Since the input is small, more than one ordering is possible. Another such ordering is {¥ € ð ± ß ‰}.
Input: Ancient dictionary { ÿ€±š, €€€ß, €€‰ð, ðß, ±ß¥š }
Output: The correct order of alphabets in the ancient language is {ÿ € ‰ ð ±}.
The alphabets {š, ß, ¥} are not included in the order as they are not properly defined.
If we carefully analyze the problem, we can see that it is a variation of Topological sorting of a DAG. A topological sorting of a directed acyclic graph is a linear ordering of its vertices such that for every directed edge (u —> v) from vertex u to vertex v, u comes before v in the ordering.
For example, consider the dictionary { ¥€±, €±€, €±‰ð, ðß, ±±ð, ±ßß } of ancient words.
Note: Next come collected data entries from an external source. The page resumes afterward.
use chrono::{Datelike, NaiveDate};
use serde::Deserialize;

use crate::calendar::{BusinessCalendar, FixedHolidays, BUILTIN_HOLIDAY_YEAR};
use crate::columns::ColumnOverrides;
use crate::error::ReconError;
use crate::grid::DEFAULT_SCAN_ROWS;
use crate::model::Source;

// ---------------------------------------------------------------------------
// Top-level config
// ---------------------------------------------------------------------------

#[derive(Debug, Clone, Deserialize)]
pub struct ReconConfig {
    #[serde(default = "default_name")]
    pub name: String,
    /// Synthesize supplementary work-order rows under each edit.
    #[serde(default = "default_prefill")]
    pub prefill: bool,
    #[serde(default)]
    pub calendar: CalendarConfig,
    #[serde(default)]
    pub extraction: ExtractionConfig,
    #[serde(default)]
    pub columns: ColumnsConfig,
    #[serde(default)]
    pub allow_list: Option<AllowListConfig>,
    #[serde(default)]
    pub output: OutputConfig,
}

fn default_name() -> String {
    "leave reconciliation".to_string()
}

fn default_prefill() -> bool {
    true
}

impl Default for ReconConfig {
    fn default() -> Self {
        Self {
            name: default_name(),
            prefill: default_prefill(),
            calendar: CalendarConfig::default(),
            extraction: ExtractionConfig::default(),
            columns: ColumnsConfig::default(),
            allow_list: None,
            output: OutputConfig::default(),
        }
    }
}

// ---------------------------------------------------------------------------
// Calendar
// ---------------------------------------------------------------------------

/// Working-day calendar used by multi-day expansion.
///
/// Without `holidays` the built-in table is used, which only exists for
/// `BUILTIN_HOLIDAY_YEAR`. An explicit list replaces the table entirely.
#[derive(Debug, Clone, Deserialize)]
pub struct CalendarConfig {
    #[serde(default = "default_year")]
    pub year: i32,
    #[serde(default)]
    pub holidays: Option<Vec<NaiveDate>>,
}

fn default_year() -> i32 {
    BUILTIN_HOLIDAY_YEAR
}

impl Default for CalendarConfig {
    fn default() -> Self {
        Self {
            year: default_year(),
            holidays: None,
        }
    }
}

impl CalendarConfig {
    pub fn build(&self) -> BusinessCalendar {
        match &self.holidays {
            Some(days) => BusinessCalendar::new(FixedHolidays::from_dates(days.iter().copied())),
            None => BusinessCalendar::default(),
        }
    }
}

// ---------------------------------------------------------------------------
// Extraction
// ---------------------------------------------------------------------------

#[derive(Debug, Clone, Deserialize)]
pub struct ExtractionConfig {
    /// Leading rows searched for the header row.
    #[serde(default = "default_scan_rows")]
    pub scan_rows: usize,
    /// Cap per day when spreading a multi-day Oracle entry.
    #[serde(default = "default_max_daily_hours")]
    pub max_daily_hours: f64,
    /// Oracle codes (bridged form) that never take part.
    #[serde(default = "default_excluded_oracle_codes")]
    pub excluded_oracle_codes: Vec<String>,
    /// DRMIS codes starting with this prefix are dropped.
    #[serde(default = "default_excluded_drmis_prefix")]
    pub excluded_drmis_prefix: String,
}

fn default_scan_rows() -> usize {
    DEFAULT_SCAN_ROWS
}

fn default_max_daily_hours() -> f64 {
    8.0
}

fn default_excluded_oracle_codes() -> Vec<String> {
    ["1200", "1260", "1261", "1660"].iter().map(|s| s.to_string()).collect()
}

fn default_excluded_drmis_prefix() -> String {
    "30".to_string()
}

impl Default for ExtractionConfig {
    fn default() -> Self {
        Self {
            scan_rows: default_scan_rows(),
            max_daily_hours: default_max_daily_hours(),
            excluded_oracle_codes: default_excluded_oracle_codes(),
            excluded_drmis_prefix: default_excluded_drmis_prefix(),
        }
    }
}

impl ExtractionConfig {
    pub fn is_excluded_oracle(&self, code: &str) -> bool {
        self.excluded_oracle_codes.iter().any(|c| c == code)
    }

    pub fn is_excluded_drmis(&self, code: &str) -> bool {
        !self.excluded_drmis_prefix.is_empty() && code.starts_with(&self.excluded_drmis_prefix)
    }
}

// ---------------------------------------------------------------------------
// Columns + Allow-list + Output
// ---------------------------------------------------------------------------

#[derive(Debug, Clone, Default, Deserialize)]
pub struct ColumnsConfig {
    #[serde(default)]
    pub drmis: ColumnOverrides,
    #[serde(default)]
    pub oracle: ColumnOverrides,
}

impl ColumnsConfig {
    pub fn for_source(&self, source: Source) -> &ColumnOverrides {
        match source {
            Source::Drmis => &self.drmis,
            Source::Oracle => &self.oracle,
        }
    }
}

#[derive(Debug, Clone, Deserialize)]
pub struct AllowListConfig {
    /// Spreadsheet path, relative to the config file.
    pub file: String,
}

#[derive(Debug, Clone, Default, Deserialize)]
pub struct OutputConfig {
    #[serde(default)]
    pub json: Option<String>,
    #[serde(default)]
    pub xlsx: Option<String>,
}

// ---------------------------------------------------------------------------
// Parse + Validate
// ---------------------------------------------------------------------------

impl ReconConfig {
    pub fn from_toml(input: &str) -> Result<Self, ReconError> {
        let config: ReconConfig =
            toml::from_str(input).map_err(|e| ReconError::ConfigParse(e.to_string()))?;
        config.validate()?;
        Ok(config)
    }

    pub fn validate(&self) -> Result<(), ReconError> {
        if self.calendar.holidays.is_none() && self.calendar.year != BUILTIN_HOLIDAY_YEAR {
            return Err(ReconError::ConfigValidation(format!(
                "no built-in holiday table for {}; list [calendar] holidays explicitly",
                self.calendar.year
            )));
        }

        if let Some(days) = &self.calendar.holidays {
            if let Some(day) = days.iter().find(|d| d.year() != self.calendar.year) {
                log::warn!("holiday {day} is outside calendar year {}", self.calendar.year);
            }
        }

        let ex = &self.extraction;
        if ex.scan_rows == 0 {
            return Err(ReconError::ConfigValidation(
                "extraction.scan_rows must be at least 1".into(),
            ));
        }
        if !ex.max_daily_hours.is_finite() || ex.max_daily_hours <= 0.0 {
            return Err(ReconError::ConfigValidation(format!(
                "extraction.max_daily_hours must be positive, got {}",
                ex.max_daily_hours
            )));
        }
        if let Some(code) = ex
            .excluded_oracle_codes
            .iter()
            .find(|c| c.is_empty() || !c.chars().all(|ch| ch.is_ascii_digit()))
        {
            return Err(ReconError::ConfigValidation(format!(
                "extraction.excluded_oracle_codes: '{code}' is not a digit code"
            )));
        }

        if let Some(allow) = &self.allow_list {
            if allow.file.trim().is_empty() {
                return Err(ReconError::ConfigValidation(
                    "allow_list.file must not be empty".into(),
                ));
            }
        }

        Ok(())
    }
}

// ---------------------------------------------------------------------------
// Tests
// ---------------------------------------------------------------------------

#[cfg(test)]
mod tests {
    use super::*;
    use crate::columns::Field;

    const FULL: &str = r#"
name = "April review"
prefill = false

[calendar]
year = 2026
holidays = ["2026-01-01", "2026-04-03"]

[extraction]
scan_rows = 10
max_daily_hours = 7.5
excluded_oracle_codes = ["1200"]

[columns.drmis]
employee_id = "Employee"
leave_type = "Absence"

[columns.oracle]
from_date = "Start"

[allow_list]
file = "codes.xlsx"

[output]
json = "out/report.json"
xlsx = "out/edits.xlsx"
"#;

    #[test]
    fn empty_config_uses_defaults() {
        let config = ReconConfig::from_toml("").unwrap();
        assert!(config.prefill);
        assert_eq!(config.calendar.year, 2025);
        assert_eq!(config.extraction.scan_rows, 30);
        assert_eq!(config.extraction.max_daily_hours, 8.0);
        assert_eq!(config.extraction.excluded_oracle_codes.len(), 4);
        assert_eq!(config.extraction.excluded_drmis_prefix, "30");
        assert!(config.columns.drmis.is_empty());
        assert!(config.allow_list.is_none());
    }

    #[test]
    fn parse_full() {
        let config = ReconConfig::from_toml(FULL).unwrap();
        assert_eq!(config.name, "April review");
        assert!(!config.prefill);
        assert_eq!(config.calendar.holidays.as_ref().map(Vec::len), Some(2));
        assert_eq!(config.extraction.max_daily_hours, 7.5);
        assert!(config.extraction.is_excluded_oracle("1200"));
        assert!(!config.extraction.is_excluded_oracle("1260"));

        let drmis: Vec<_> = config.columns.for_source(Source::Drmis).iter().collect();
        assert_eq!(drmis.len(), 2);
        assert_eq!(drmis[0], (&Field::EmployeeId, &"Employee".to_string()));
        assert_eq!(config.allow_list.unwrap().file, "codes.xlsx");
        assert_eq!(config.output.xlsx.as_deref(), Some("out/edits.xlsx"));
    }

    #[test]
    fn explicit_holidays_build_calendar() {
        let config = ReconConfig::from_toml(FULL).unwrap();
        let cal = config.calendar.build();
        let good_friday = NaiveDate::from_ymd_opt(2026, 4, 3).unwrap();
        assert!(!cal.is_business_day(good_friday));
    }

    #[test]
    fn other_year_without_holidays_is_rejected() {
        let err = ReconConfig::from_toml("[calendar]\nyear = 2027\n").unwrap_err();
        assert!(matches!(err, ReconError::ConfigValidation(_)));
    }

    #[test]
    fn bad_holiday_date_fails_parse() {
        let err = ReconConfig::from_toml("[calendar]\nholidays = [\"2025-02-30\"]\n").unwrap_err();
        assert!(matches!(err, ReconError::ConfigParse(_)));
    }

    #[test]
    fn unknown_column_field_fails_parse() {
        let err = ReconConfig::from_toml("[columns.drmis]\ncolour = \"Red\"\n").unwrap_err();
        assert!(matches!(err, ReconError::ConfigParse(_)));
    }

    #[test]
    fn non_positive_cap_is_rejected() {
        let err = ReconConfig::from_toml("[extraction]\nmax_daily_hours = 0.0\n").unwrap_err();
        assert!(err.to_string().contains("max_daily_hours"));
    }

    #[test]
    fn non_digit_excluded_code_is_rejected() {
        let err =
            ReconConfig::from_toml("[extraction]\nexcluded_oracle_codes = [\"12a\"]\n").unwrap_err();
        assert!(matches!(err, ReconError::ConfigValidation(_)));
    }

    #[test]
    fn drmis_prefix_exclusion() {
        let ex = ExtractionConfig::default();
        assert!(ex.is_excluded_drmis("3010"));
        assert!(!ex.is_excluded_drmis("1300"));
        let none = ExtractionConfig {
            excluded_drmis_prefix: String::new(),
            ..Default::default()
        };
        assert!(!none.is_excluded_drmis("3010"));
    }
}
//! Leave-code and hours normalization.
//!
//! DRMIS uses 4-digit attendance/absence codes; Oracle reports the same leave
//! types with 3-digit codes. Oracle codes are bridged into the DRMIS space by
//! prefixing "1", which is what makes the two sides comparable at all.

use serde::Serialize;

use crate::cell::{format_number, CellValue};

/// Code used for "no leave code".
pub const NO_CODE: &str = "0";

fn is_dash(s: &str) -> bool {
    matches!(s, "-" | "--" | "\u{2013}" | "\u{2014}")
}

fn digits_of(s: &str) -> String {
    s.chars().filter(char::is_ascii_digit).collect()
}

/// Raw text of a code cell. Numeric cells keep their integer form.
fn code_text(cell: &CellValue) -> String {
    match cell {
        CellValue::Number(n) => format_number(*n),
        other => other.as_text(),
    }
}

/// DRMIS code: blank/dash -> "0"; else the digits; else the trimmed text.
pub fn normalize_drmis_code(cell: &CellValue) -> String {
    let text = code_text(cell);
    if text.is_empty() || is_dash(&text) {
        return NO_CODE.to_string();
    }
    let digits = digits_of(&text);
    if digits.is_empty() {
        text
    } else {
        digits
    }
}

/// Oracle code bridged into the DRMIS code space.
pub fn normalize_oracle_code(cell: &CellValue) -> String {
    let digits = digits_of(&code_text(cell));
    match digits.len() {
        0 => NO_CODE.to_string(),
        _ if digits == NO_CODE => digits,
        3 => format!("1{digits}"),
        _ => digits,
    }
}

/// Display form: all-digit codes lose leading zeros ("0" for empty).
pub fn display_code(code: &str) -> String {
    let trimmed = code.trim();
    if trimmed.is_empty() {
        return NO_CODE.to_string();
    }
    if trimmed.chars().all(|c| c.is_ascii_digit()) {
        let stripped = trimmed.trim_start_matches('0');
        if stripped.is_empty() {
            NO_CODE.to_string()
        } else {
            stripped.to_string()
        }
    } else {
        trimmed.to_string()
    }
}

/// True for an absent code ("" or "0").
pub fn is_blank_code(code: &str) -> bool {
    let c = code.trim();
    c.is_empty() || c == NO_CODE
}

/// Digits-only form used by allow-list spreadsheets.
pub fn allow_list_code(cell: &CellValue) -> Option<String> {
    let digits = digits_of(&code_text(cell));
    if digits.is_empty() {
        None
    } else {
        Some(display_code(&digits))
    }
}

// ---------------------------------------------------------------------------
// Hours
// ---------------------------------------------------------------------------

/// Outcome of reading an hours cell.
#[derive(Debug, Clone, PartialEq, Serialize)]
#[serde(tag = "kind", content = "value", rename_all = "snake_case")]
pub enum Hours {
    Valid(f64),
    /// Empty cell or dash; legitimately zero.
    Blank,
    /// Content that is not a number; treated as zero.
    Malformed(String),
}

impl Hours {
    /// Numeric value, with blank and malformed input counting as zero.
    pub fn value(&self) -> f64 {
        match self {
            Self::Valid(h) => *h,
            Self::Blank | Self::Malformed(_) => 0.0,
        }
    }

    pub fn is_malformed(&self) -> bool {
        matches!(self, Self::Malformed(_))
    }
}

pub fn parse_hours(cell: &CellValue) -> Hours {
    match cell {
        CellValue::Number(n) if n.is_finite() => Hours::Valid(*n),
        CellValue::Number(n) => Hours::Malformed(n.to_string()),
        CellValue::Empty => Hours::Blank,
        CellValue::Text(s) => {
            let t = s.trim();
            if t.is_empty() || is_dash(t) {
                return Hours::Blank;
            }
            // Decimal comma ("7,5") is common in European exports.
            let candidate = if t.contains(',') && !t.contains('.') {
                t.replace(',', ".")
            } else {
                t.replace(',', "")
            };
            match candidate.parse::<f64>() {
                Ok(h) if h.is_finite() => Hours::Valid(h),
                _ => Hours::Malformed(t.to_string()),
            }
        }
        CellValue::Bool(b) => Hours::Malformed(b.to_string()),
        CellValue::DateTime(dt) => Hours::Malformed(dt.to_string()),
    }
}

/// Round to two decimals.
pub fn round2(value: f64) -> f64 {
    (value * 100.0).round() / 100.0
}

/// Floor to two decimals, tolerant of binary representation error.
pub fn floor2(value: f64) -> f64 {
    ((value * 100.0) + 1e-9).floor() / 100.0
}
For each of the edges (x —> y) shown below, x should appear before y in the final ordering.
€ ——> ð, ‰
± ——> ß
ð ——> ±
If we perform topological sorting on the above graph, we get the correct order of alphabets in the ancient language: {¥ € ‰ ð ± ß} or {¥ € ð ± ß ‰}.
The idea is to iterate through the complete dictionary and compare adjacent words for a character mismatch. If a mismatch between adjacent words is seen, insert such a pair into a graph. The resultant graph is a DAG since all words in the dictionary are arranged alphabetically. Since the graph has no directed cycles, perform topological sorting on it, resulting in the correct order of alphabets in the ancient language.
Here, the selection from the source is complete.